Exercise instructions: When you reach the line that contains "let (xn, yn)" in the data below, start reproducing lines exactly, and stop after the line that contains "let neighbours: SmallVec<[NodeId;".

(Stored data)

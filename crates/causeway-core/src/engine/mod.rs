//! The search engine.
//!
//! This module provides:
//! - **errors**: Error types for search failures
//! - **graph**: Mixed graph with endpoint marks, ancestry and d-separation
//! - **knowledge**: Forbidden/required orientations and temporal tiers
//! - **oracle**: The independence-test trait, per-search cache, built-in oracles
//! - **choice**: Lazy fixed-size subset enumeration
//! - **adjacency_map**: Working adjacency state of the adjacency search
//! - **sepset**: Separating sets of removed pairs
//! - **fas**: Fast adjacency search (skeleton + sepsets)
//! - **parallel_fas**: Parallel depth passes (`parallel` feature)
//! - **orient**: Knowledge, collider orientation and Meek closure
//! - **meek**: Meek orientation rules R1-R4
//! - **pc**: Full search combining both phases

pub mod adjacency_map;
pub mod choice;
pub mod errors;
pub mod fas;
pub mod graph;
pub mod knowledge;
pub mod meek;
pub mod oracle;
pub mod orient;
#[cfg(feature = "parallel")]
pub mod parallel_fas;
pub mod pc;
pub mod sepset;
//! Parallel depth passes against the sequential search.
//!
//! Run with: cargo test -p causeway-tests --features parallel

#![cfg(feature = "parallel")]

use causeway_core::engine::oracle::DSeparationOracle;
use causeway_core::simulation::{random_dag, RandomDagConfig};
use causeway_core::{Fas, Pc};

#[test]
fn parallel_and_sequential_agree_under_perfect_oracle() {
    for seed in 0..25 {
        let truth = random_dag(&RandomDagConfig::new(8, 12, seed)).unwrap();
        let variables = truth.variables().to_vec();
        let oracle = DSeparationOracle::new(truth);

        let sequential = Pc::new(&oracle).search(&variables).unwrap();
        let parallel = Pc::new(&oracle).search_parallel(&variables).unwrap();
        assert_eq!(
            sequential.graph.edges(),
            parallel.graph.edges(),
            "seed {seed}: patterns differ"
        );
    }
}

#[test]
fn parallel_runs_are_reproducible() {
    let truth = random_dag(&RandomDagConfig::new(10, 18, 7)).unwrap();
    let variables = truth.variables().to_vec();
    let oracle = DSeparationOracle::new(truth);

    let first = Fas::new(&oracle).search_parallel(&variables).unwrap();
    let second = Fas::new(&oracle).search_parallel(&variables).unwrap();
    assert_eq!(first.sepsets, second.sepsets);
    assert_eq!(first.stats.removed_by_depth, second.stats.removed_by_depth);
}
//! Fast adjacency search.
//!
//! Prunes the complete graph over a variable set by conditional independence
//! tests, indexed by conditioning-set size:
//!
//! 1. Start from the complete graph; drop pairs that knowledge forbids in
//!    both directions (no test, no sepset).
//! 2. For `depth = 0, 1, ...`: for each adjacent pair not required by
//!    knowledge, enumerate `depth`-subsets of the conditioning pool in
//!    lexicographic order. The first subset judged independent removes the
//!    edge and becomes the pair's sepset.
//! 3. Stop after the requested depth, or once no node has more than `depth`
//!    neighbours.
//!
//! ## Determinism
//!
//! Pairs are visited in `NodeId` order and subsets in lexicographic order,
//! so with a deterministic oracle the skeleton and the recorded sepsets are
//! reproducible. When several subsets separate a pair, the first one in
//! enumeration order is recorded.
//!
//! ## Failure policy
//!
//! An oracle error counts as a "dependent" verdict for that one subset. It
//! is logged and counted in [`FasStats::oracle_failures`], never propagated.

use std::borrow::Cow;

use smallvec::SmallVec;

use crate::engine::adjacency_map::AdjacencyMap;
use crate::engine::choice::ChoiceGenerator;
use crate::engine::errors::SearchError;
use crate::engine::graph::{Graph, NodeId, Variable};
use crate::engine::knowledge::Knowledge;
use crate::engine::oracle::{IndependenceTest, TestCache};
use crate::engine::sepset::SepsetMap;

/// Depth used when the caller asks for an unbounded search (`depth == -1`).
pub const MAX_SEARCH_DEPTH: usize = 1000;

/// Which nodes may appear in a separating set for `{x, y}`.
#[derive(Debug, Clone, Copy, PartialEq, Eq, Default)]
#[cfg_attr(feature = "serde", derive(serde::Serialize, serde::Deserialize))]
#[cfg_attr(feature = "serde", serde(rename_all = "lowercase"))]
pub enum PoolStrategy {
    /// `adj(x) \ {y}`, then `adj(y) \ {x}`: the standard PC adjacency phase.
    #[default]
    Pc,
    /// `(adj(x) \ {y}) ∪ (adj(y) \ {x})` as a single pool.
    Union,
}

/// Adjacency search settings.
#[derive(Debug, Clone, Copy, PartialEq, Eq)]
#[cfg_attr(feature = "serde", derive(serde::Serialize, serde::Deserialize))]
#[cfg_attr(feature = "serde", serde(default))]
pub struct FasConfig {
    /// Largest conditioning-set size to try; `-1` for unbounded.
    pub depth: i32,
    pub pool: PoolStrategy,
}

impl Default for FasConfig {
    fn default() -> Self {
        Self {
            depth: -1,
            pool: PoolStrategy::Pc,
        }
    }
}

impl FasConfig {
    /// Validated depth bound; `-1` maps to [`MAX_SEARCH_DEPTH`].
    pub fn max_depth(&self) -> Result<usize, SearchError> {
        match self.depth {
            -1 => Ok(MAX_SEARCH_DEPTH),
            d if d < -1 => Err(SearchError::InvalidDepth(d)),
            d => Ok((d as usize).min(MAX_SEARCH_DEPTH)),
        }
    }
}

/// Counters collected during one adjacency search.
#[derive(Debug, Clone, Default, PartialEq, Eq)]
pub struct FasStats {
    /// Oracle invocations (cache misses).
    pub tests_run: u64,
    /// Questions answered from the per-search cache.
    pub cache_hits: u64,
    /// Oracle calls that returned an error and were treated as dependent.
    pub oracle_failures: u64,
    /// Edges removed at each depth, indexed by depth.
    pub removed_by_depth: Vec<usize>,
    /// Pairs removed up front because knowledge forbids both directions.
    pub knowledge_removed: usize,
}

impl FasStats {
    /// Deepest depth that was processed.
    pub fn depth_reached(&self) -> Option<usize> {
        self.removed_by_depth.len().checked_sub(1)
    }
}

/// Result of an adjacency search.
#[derive(Debug, Clone)]
pub struct FasOutcome {
    /// Undirected skeleton (every edge `Tail`-`Tail`).
    pub graph: Graph,
    /// Separating set of every pair removed by an independence verdict.
    pub sepsets: SepsetMap,
    /// Pairs removed by knowledge alone; these have no sepset.
    pub knowledge_removed: Vec<(NodeId, NodeId)>,
    pub stats: FasStats,
}

/// Fast adjacency search over an independence oracle.
#[derive(Debug)]
pub struct Fas<'a, T: ?Sized> {
    pub(crate) oracle: &'a T,
    pub(crate) knowledge: Cow<'a, Knowledge>,
    pub(crate) config: FasConfig,
}

impl<'a, T: IndependenceTest + ?Sized> Fas<'a, T> {
    pub fn new(oracle: &'a T) -> Self {
        Self {
            oracle,
            knowledge: Cow::Owned(Knowledge::default()),
            config: FasConfig::default(),
        }
    }

    pub fn with_knowledge(mut self, knowledge: &'a Knowledge) -> Self {
        self.knowledge = Cow::Borrowed(knowledge);
        self
    }

    pub fn with_config(mut self, config: FasConfig) -> Self {
        self.config = config;
        self
    }

    /// Sets the depth bound (`-1` for unbounded). Validated at search time.
    pub fn with_depth(mut self, depth: i32) -> Self {
        self.config.depth = depth;
        self
    }

    pub fn config(&self) -> &FasConfig {
        &self.config
    }

    /// Runs the search with a fresh per-search cache.
    pub fn search(&self, variables: &[Variable]) -> Result<FasOutcome, SearchError> {
        let mut cache = TestCache::new();
        self.search_with_cache(variables, &mut cache)
    }

    /// Runs the search, reusing and extending `cache`.
    pub fn search_with_cache(
        &self,
        variables: &[Variable],
        cache: &mut TestCache,
    ) -> Result<FasOutcome, SearchError> {
        self.search_with_observer(variables, cache, |_, _| {})
    }

    /// Runs the search and calls `observer(depth, adjacencies)` after each depth.
    pub fn search_with_observer<F>(
        &self,
        variables: &[Variable],
        cache: &mut TestCache,
        observer: F,
    ) -> Result<FasOutcome, SearchError>
    where
        F: FnMut(usize, &AdjacencyMap),
    {
        self.run(variables, cache, observer, |fas, depth, state, cache| {
            fas.depth_pass(depth, state, cache)
        })
    }

    /// Shared driver for the sequential and parallel depth passes.
    pub(crate) fn run<F, P>(
        &self,
        variables: &[Variable],
        cache: &mut TestCache,
        mut observer: F,
        mut pass: P,
    ) -> Result<FasOutcome, SearchError>
    where
        F: FnMut(usize, &AdjacencyMap),
        P: FnMut(&Self, usize, &mut SearchState<'_>, &mut TestCache) -> usize,
    {
        let max_depth = self.config.max_depth()?;
        let template = Graph::new(variables.to_vec())?;
        self.knowledge.validate()?;
        self.knowledge.check_names(&template)?;

        let hits_before = cache.hits();
        let misses_before = cache.misses();

        let mut state = SearchState {
            variables,
            adjacencies: AdjacencyMap::complete(variables.len()),
            sepsets: SepsetMap::new(),
            stats: FasStats::default(),
        };

        let mut knowledge_removed = Vec::new();
        for (x, y) in state.adjacencies.pairs() {
            let (xn, yn) = (variables[x.index()].name(), variables[y.index()].name());
            if self.knowledge.is_forbidden_both_ways(xn, yn) && self.knowledge.no_edge_required(xn, yn) {
                state.adjacencies.remove(x, y);
                knowledge_removed.push((x, y));
            }
        }
        state.stats.knowledge_removed = knowledge_removed.len();

        let mut depth = 0;
        while depth <= max_depth {
            let removed = pass(self, depth, &mut state, cache);
            state.stats.removed_by_depth.push(removed);
            observer(depth, &state.adjacencies);

            #[cfg(feature = "tracing")]
            tracing::debug!(
                depth,
                removed,
                remaining = state.adjacencies.num_edges(),
                "adjacency search depth complete"
            );

            if state.adjacencies.max_degree() <= depth {
                break;
            }
            depth += 1;
        }

        state.stats.tests_run = cache.misses() - misses_before;
        state.stats.cache_hits = cache.hits() - hits_before;

        let SearchState {
            adjacencies,
            sepsets,
            stats,
            ..
        } = state;
        Ok(FasOutcome {
            graph: adjacencies.to_graph(&template),
            sepsets,
            knowledge_removed,
            stats,
        })
    }

    /// One sequential pass at `depth`. Removals take effect immediately, so
    /// later pairs in the same pass see the smaller pools.
    fn depth_pass(&self, depth: usize, state: &mut SearchState<'_>, cache: &mut TestCache) -> usize {
        let mut removed = 0;
        match self.config.pool {
            PoolStrategy::Pc => {
                for x in (0..state.variables.len() as u32).map(NodeId) {
                    let neighbours: SmallVec<[NodeId; 16]> =
                        state.adjacencies.adjacent(x).iter().copied().collect();
                    for y in neighbours {
                        if !state.adjacencies.is_adjacent(x, y) || self.is_required_pair(state, x, y) {
                            continue;
                        }
                        let pool = state.adjacencies.pool_excluding(x, y);
                        if let Some(sepset) = self.find_sepset(state, cache, x, y, &pool, depth) {
                            state.remove(x, y, sepset);
                            removed += 1;
                        }
                    }
                }
            }
            PoolStrategy::Union => {
                for (x, y) in state.adjacencies.pairs() {
                    if !state.adjacencies.is_adjacent(x, y) || self.is_required_pair(state, x, y) {
                        continue;
                    }
                    let pool = state.adjacencies.union_pool(x, y);
                    if let Some(sepset) = self.find_sepset(state, cache, x, y, &pool, depth) {
                        state.remove(x, y, sepset);
                        removed += 1;
                    }
                }
            }
        }
        removed
    }

    pub(crate) fn is_required_pair(&self, state: &SearchState<'_>, x: NodeId, y: NodeId) -> bool {
        !self
            .knowledge
            .no_edge_required(state.name(x), state.name(y))
    }

    /// First `depth`-subset of `pool` that separates `x` and `y`.
    pub(crate) fn find_sepset(
        &self,
        state: &mut SearchState<'_>,
        cache: &mut TestCache,
        x: NodeId,
        y: NodeId,
        pool: &[NodeId],
        depth: usize,
    ) -> Option<Vec<NodeId>> {
        let (sepset, failures) = separate(self.oracle, state.variables, cache, x, y, pool, depth);
        state.stats.oracle_failures += failures;
        sepset
    }
}

/// Enumerates `depth`-subsets of `pool` until one separates `x` and `y`.
///
/// Returns the separating set (if any) and the number of oracle failures
/// seen along the way.
pub(crate) fn separate<T: IndependenceTest + ?Sized>(
    oracle: &T,
    variables: &[Variable],
    cache: &mut TestCache,
    x: NodeId,
    y: NodeId,
    pool: &[NodeId],
    depth: usize,
) -> (Option<Vec<NodeId>>, u64) {
    let mut failures = 0;
    if pool.len() < depth {
        return (None, failures);
    }
    for choice in ChoiceGenerator::new(pool.len(), depth) {
        let z: SmallVec<[NodeId; 8]> = choice.iter().map(|&i| pool[i]).collect();
        match cache.check(oracle, variables, x, y, &z) {
            Ok(outcome) if outcome.independent => return (Some(z.to_vec()), failures),
            Ok(_) => {}
            Err(_err) => {
                failures += 1;
                #[cfg(feature = "tracing")]
                tracing::warn!(
                    x = variables[x.index()].name(),
                    y = variables[y.index()].name(),
                    error = %_err,
                    "independence test failed; treating pair as dependent"
                );
            }
        }
    }
    (None, failures)
}

/// Mutable state owned by one search invocation.
#[derive(Debug)]
pub(crate) struct SearchState<'v> {
    pub(crate) variables: &'v [Variable],
    pub(crate) adjacencies: AdjacencyMap,
    pub(crate) sepsets: SepsetMap,
    pub(crate) stats: FasStats,
}

impl SearchState<'_> {
    pub(crate) fn name(&self, node: NodeId) -> &str {
        self.variables[node.index()].name()
    }

    pub(crate) fn remove(&mut self, x: NodeId, y: NodeId, sepset: Vec<NodeId>) {
        #[cfg(feature = "tracing")]
        tracing::trace!(
            x = self.name(x),
            y = self.name(y),
            sepset = ?sepset.iter().map(|n| self.name(*n)).collect::<Vec<_>>(),
            "removed edge"
        );
        self.adjacencies.remove(x, y);
        self.sepsets.set(x, y, sepset);
    }
}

Written answer:
            let (xn, yn) = (variables[x.index()].name(), variables[y.index()].name());
            if self.knowledge.is_forbidden_both_ways(xn, yn) && self.knowledge.no_edge_required(xn, yn) {
                state.adjacencies.remove(x, y);
                knowledge_removed.push((x, y));
            }
        }
        state.stats.knowledge_removed = knowledge_removed.len();

        let mut depth = 0;
        while depth <= max_depth {
            let removed = pass(self, depth, &mut state, cache);
            state.stats.removed_by_depth.push(removed);
            observer(depth, &state.adjacencies);

            #[cfg(feature = "tracing")]
            tracing::debug!(
                depth,
                removed,
                remaining = state.adjacencies.num_edges(),
                "adjacency search depth complete"
            );

            if state.adjacencies.max_degree() <= depth {
                break;
            }
            depth += 1;
        }

        state.stats.tests_run = cache.misses() - misses_before;
        state.stats.cache_hits = cache.hits() - hits_before;

        let SearchState {
            adjacencies,
            sepsets,
            stats,
            ..
        } = state;
        Ok(FasOutcome {
            graph: adjacencies.to_graph(&template),
            sepsets,
            knowledge_removed,
            stats,
        })
    }

    /// One sequential pass at `depth`. Removals take effect immediately, so
    /// later pairs in the same pass see the smaller pools.
    fn depth_pass(&self, depth: usize, state: &mut SearchState<'_>, cache: &mut TestCache) -> usize {
        let mut removed = 0;
        match self.config.pool {
            PoolStrategy::Pc => {
                for x in (0..state.variables.len() as u32).map(NodeId) {
                    let neighbours: SmallVec<[NodeId; 16]> =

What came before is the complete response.